I realize that this post series is not for everyone who reads this little blog of mine, so if I’m boring you with all my vacation photos please feel free to skip out on these posts until I get back to my regularly scheduled DIYing. But, if you’re like me and you love seeing the world from other’s points of view, then read on and hear all about the middle of our 2012 trip to Pennsylvania Dutch country and the Hamptons. You can find Part One of the trip here: Autumn in Amish Country
We ventured out of Intercourse for the middle part of our trip and took a side trip to the Ephrata Cloister on our way to Hershey. Unfortunately we arrived on a day when they were not opened to the public for tours. Instead we were greeted by this cute little squirrel poking his head out of the hole and telling us to take a gamble and sneak around the gate anyway. So we did.
And I’m so glad we did! There was an elderly couple who also jumped the gate with us, so we didn’t as bad trespassing with a pair of white haired accomplices. Plus it was a tiny wooden gate that was unlocked, so it was practically an open door anyway.
The Ephrata Cloister was built in the mid-1700’s by German people who came to America to start a Seventh Day Adventist commune. The people who lived in the Cloister were expected to follow extremely strict rules including celibacy and Sabbath keeping, all while eating just one vegetarian meal per day and waking up in shifts to see if Jesus had arrived yet. As you probably guessed just from reading that last sentence, it only took 80 years for all the celibate membership of Ephrata to die off, leaving the place to the married church members who were the “new generation”. And, not surprisingly, like most of the churches I’ve ever attended, they all got into a big fight over doctrine and what stuff belonged to whom, and wound up splitting apart and suing each other. This landed the Cloister in the hands of the Pennsylvania Historical Society, which thankfully preserved the site and the legacy behind it minus all the religious drama. (source)

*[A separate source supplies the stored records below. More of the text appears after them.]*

use std::fmt;
use std::ops::{Add, AddAssign, Mul};

use crate::params::{
    FOLD_HI, FOLD_LO, LIMB_BITS, LIMB_MASK, MAX_MAGNITUDE, MODULUS_LIMBS, MODULUS_LOW52,
    TOP_LIMB_BITS, TOP_LIMB_MASK,
};

// ---------------------------------------------------------------------------
// FieldElement struct
// ---------------------------------------------------------------------------

/// An element of the secp256k1 base field, `p = 2^256 - 2^32 - 977`.
///
/// Stored as ten `u32` limbs, least significant first: limbs 0..=8 hold 26
/// bits each and limb 9 holds 22 bits. Additions, negations and small-integer
/// multiplications leave carries in the spare limb bits instead of reducing;
/// reduction happens in `mul`/`sqr` (modulo the limb radix) and in
/// [`normalize`](Self::normalize) (modulo `p`).
///
/// Two pieces of bookkeeping travel with every element:
///
/// - `magnitude`: every limb is at most `magnitude` times its maximal value.
///   `mul`/`sqr` need operands with magnitude ≤ 8; nothing may exceed 32.
/// - `normalized`: the limbs are the canonical representative in `[0, p)`.
///   `equal`, `is_zero`, `is_odd` and byte export require it.
///
/// Precondition violations trip `debug_assert!`s; in release builds they are
/// documented contracts, not checked.
#[derive(Clone, Copy)]
pub struct FieldElement {
    pub(crate) n: [u32; 10],
    pub(crate) magnitude: u32,
    pub(crate) normalized: bool,
}

impl FieldElement {
    pub const ZERO: Self = Self::from_int(0);
    pub const ONE: Self = Self::from_int(1);

    /// Element holding the small integer `v`, normalized.
    #[inline]
    pub const fn from_int(v: u32) -> Self {
        Self {
            n: [v & LIMB_MASK, v >> LIMB_BITS, 0, 0, 0, 0, 0, 0, 0, 0],
            magnitude: 1,
            normalized: true,
        }
    }

    /// Raw limbs with an explicit magnitude. The result is not marked
    /// normalized even if the limbs happen to be canonical.
    #[inline]
    pub(crate) const fn from_limbs(n: [u32; 10], magnitude: u32) -> Self {
        Self { n, magnitude, normalized: false }
    }

    #[inline]
    pub fn set_int(&mut self, v: u32) {
        *self = Self::from_int(v);
    }

    #[inline]
    pub fn magnitude(&self) -> u32 {
        self.magnitude
    }

    #[inline]
    pub fn is_normalized(&self) -> bool {
        self.normalized
    }

    /// The raw limbs, least significant first.
    #[inline]
    pub fn limbs(&self) -> &[u32; 10] {
        &self.n
    }
}

impl Default for FieldElement {
    fn default() -> Self {
        Self::ZERO
    }
}

// ---------------------------------------------------------------------------
// Normalization
// ---------------------------------------------------------------------------

impl FieldElement {
    /// Reduce to the unique representative in `[0, p)`; magnitude becomes 1.
    ///
    /// Runs the same instruction sequence for every input: the final
    /// subtraction of `p` is applied through an all-ones/all-zeros mask.
    ///
    /// Requires magnitude ≤ 32.
    pub fn normalize(&mut self) {
        debug_assert!(
            self.magnitude <= MAX_MAGNITUDE,
            "normalize: magnitude {} exceeds {}",
            self.magnitude,
            MAX_MAGNITUDE
        );
        let n = &self.n;

        // Carry-propagate; whatever sits above 2^256 ends up in `c`.
        let mut t = [0u32; 10];
        let mut c = n[0];
        t[0] = c & LIMB_MASK;
        for (limb, &x) in t.iter_mut().zip(n.iter()).take(9).skip(1) {
            c = (c >> LIMB_BITS) + x;
            *limb = c & LIMB_MASK;
        }
        c = (c >> LIMB_BITS) + n[9];
        t[9] = c & TOP_LIMB_MASK;
        c >>= TOP_LIMB_BITS;

        // Fold c * 2^256 back in as c * 0x1000003D1. Leaves t untouched when c == 0.
        let mut d = c * FOLD_LO + t[0];
        t[0] = d & LIMB_MASK;
        d = (d >> LIMB_BITS) + t[1] + c * FOLD_HI;
        t[1] = d & LIMB_MASK;
        for limb in t.iter_mut().take(9).skip(2) {
            d = (d >> LIMB_BITS) + *limb;
            *limb = d & LIMB_MASK;
        }
        d = (d >> LIMB_BITS) + t[9];
        t[9] = d & TOP_LIMB_MASK;

        // The fold itself can cross 2^256 once more, but only when t is now
        // tiny, so one more fold into limbs 0..=2 settles it.
        let c = d >> TOP_LIMB_BITS;
        let mut d = c * FOLD_LO + t[0];
        t[0] = d & LIMB_MASK;
        d = (d >> LIMB_BITS) + t[1] + c * FOLD_HI;
        t[1] = d & LIMB_MASK;
        t[2] += d >> LIMB_BITS;
        debug_assert!(t[2] <= LIMB_MASK, "normalize: third fold overflowed");

        // Now t < 2^256 < 2p. Subtract p iff t >= p.
        let mut low = ((t[1] as u64) << LIMB_BITS) | t[0] as u64;
        let below = (t[9] < TOP_LIMB_MASK) as u64
            | (t[8] < LIMB_MASK) as u64
            | (t[7] < LIMB_MASK) as u64
            | (t[6] < LIMB_MASK) as u64
            | (t[5] < LIMB_MASK) as u64
            | (t[4] < LIMB_MASK) as u64
            | (t[3] < LIMB_MASK) as u64
            | (t[2] < LIMB_MASK) as u64
            | (low < MODULUS_LOW52) as u64;
        let mask = 0u64.wrapping_sub(below);
        let limb_mask = mask as u32;
        for limb in t.iter_mut().skip(2) {
            *limb &= limb_mask;
        }
        low -= !mask & MODULUS_LOW52;
        t[0] = (low as u32) & LIMB_MASK;
        t[1] = ((low >> LIMB_BITS) as u32) & LIMB_MASK;

        self.n = t;
        self.magnitude = 1;
        self.normalized = true;
    }

    /// Normalized copy.
    #[inline]
    pub fn normalized(&self) -> Self {
        let mut r = *self;
        r.normalize();
        r
    }
}

// ---------------------------------------------------------------------------
// Predicates (not constant-time)
// ---------------------------------------------------------------------------

impl FieldElement {
    /// Requires a normalized element.
    #[inline]
    pub fn is_zero(&self) -> bool {
        debug_assert!(self.normalized, "is_zero on a non-normalized element");
        self.n.iter().all(|&limb| limb == 0)
    }

    /// Requires a normalized element.
    #[inline]
    pub fn is_odd(&self) -> bool {
        debug_assert!(self.normalized, "is_odd on a non-normalized element");
        self.n[0] & 1 == 1
    }

    /// Limb-wise equality. Both sides must be normalized.
    #[inline]
    pub fn equal(&self, other: &Self) -> bool {
        debug_assert!(self.normalized, "equal: left side not normalized");
        debug_assert!(other.normalized, "equal: right side not normalized");
        self.n == other.n
    }
}

// ---------------------------------------------------------------------------
// Linear operations (no carries, no reduction)
// ---------------------------------------------------------------------------

impl FieldElement {
    /// `-self`, computed as `(m + 1) * p - self` limb by limb.
    ///
    /// `m` is the caller's bound on `self.magnitude`; the result has
    /// magnitude `m + 1`. The subtraction never borrows as long as every
    /// limb of `self` is at most `(m + 1)` times the matching limb of `p`,
    /// which holds whenever `self.magnitude <= m` and also for small
    /// canonical values with `m = 0`.
    pub fn negate(&self, m: u32) -> Self {
        let k = m + 1;
        debug_assert!(k <= MAX_MAGNITUDE, "negate: magnitude {} exceeds {}", k, MAX_MAGNITUDE);
        debug_assert!(
            self.n.iter().zip(MODULUS_LIMBS.iter()).all(|(&a, &p)| a <= p * k),
            "negate: magnitude bound {} too small for operand",
            m
        );
        let mut n = [0u32; 10];
        for (r, (&a, &p)) in n.iter_mut().zip(self.n.iter().zip(MODULUS_LIMBS.iter())) {
            *r = p * k - a;
        }
        Self::from_limbs(n, k)
    }

    /// Multiply every limb by the small integer `k`; magnitude scales by `k`.
    pub fn mul_int(&mut self, k: u32) {
        let magnitude = self.magnitude * k;
        debug_assert!(
            magnitude <= MAX_MAGNITUDE,
            "mul_int: magnitude {} exceeds {}",
            magnitude,
            MAX_MAGNITUDE
        );
        for limb in self.n.iter_mut() {
            *limb *= k;
        }
        self.magnitude = magnitude;
        self.normalized = false;
    }

    /// Limb-wise `self += a`; magnitudes add.
    pub fn add_assign(&mut self, a: &Self) {
        let magnitude = self.magnitude + a.magnitude;
        debug_assert!(
            magnitude <= MAX_MAGNITUDE,
            "add: magnitude {} exceeds {}",
            magnitude,
            MAX_MAGNITUDE
        );
        for (r, &x) in self.n.iter_mut().zip(a.n.iter()) {
            *r += x;
        }
        self.magnitude = magnitude;
        self.normalized = false;
    }
}

// ---------------------------------------------------------------------------
// Operator impls
// ---------------------------------------------------------------------------

impl AddAssign<&FieldElement> for FieldElement {
    #[inline]
    fn add_assign(&mut self, rhs: &FieldElement) {
        FieldElement::add_assign(self, rhs);
    }
}

impl Add for &FieldElement {
    type Output = FieldElement;
    #[inline]
    fn add(self, rhs: &FieldElement) -> FieldElement {
        let mut r = *self;
        r.add_assign(rhs);
        r
    }
}

impl Mul for &FieldElement {
    type Output = FieldElement;
    #[inline]
    fn mul(self, rhs: &FieldElement) -> FieldElement {
        FieldElement::mul(self, rhs)
    }
}

/// Value equality: compares normalized copies, so it is meaningful for any
/// magnitude ≤ 32.
impl PartialEq for FieldElement {
    fn eq(&self, other: &Self) -> bool {
        self.normalized().n == other.normalized().n
    }
}

impl Eq for FieldElement {}

impl fmt::Debug for FieldElement {
    fn fmt(&self, f: &mut fmt::Formatter<'_>) -> fmt::Result {
        write!(
            f,
            "FieldElement(0x{}, magnitude: {}, normalized: {})",
            self.to_hex(),
            self.magnitude,
            self.normalized
        )
    }
}

impl fmt::Display for FieldElement {
    fn fmt(&self, f: &mut fmt::Formatter<'_>) -> fmt::Result {
        f.write_str(&self.to_hex())
    }
}

impl fmt::LowerHex for FieldElement {
    fn fmt(&self, f: &mut fmt::Formatter<'_>) -> fmt::Result {
        if f.alternate() {
            f.write_str("0x")?;
        }
        f.write_str(&self.to_hex())
    }
}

The closer view of these buildings was simply AMAZING. The main buildings were huge, towering over the smaller outlying buildings. I wish it had been open so we could have toured the interior rooms, but the outside was so peaceful on that cool, crisp autumn morning that it was just a perfect place to wander around and admire the architecture. Since I’m a sucker for old historic buildings and weathered wood in that olive green color I was in big green building bliss.
According to this Youtube video tour of the Ephrata Cloister architectural style it is unlike anything you’ll find anywhere else in America. I would agree with that statement, because I’ve never seen any architecture quite like it. The Small Bake House oven was like stepping back to a medieval time.
And these windows breaking up the roofline of the building are gorgeous.
Look at the shingles…
…and this stacked stone. Dreamy.
The church was not quite as unique, but still beautiful!
If you ever find yourself in Lancaster, Pennsylvania you gotta go see the Ephrata Cloister. It was a place I will never forget. I’m so glad it was recommend to us to visit this mystical place, because I probably would have never found it without someone telling us about it.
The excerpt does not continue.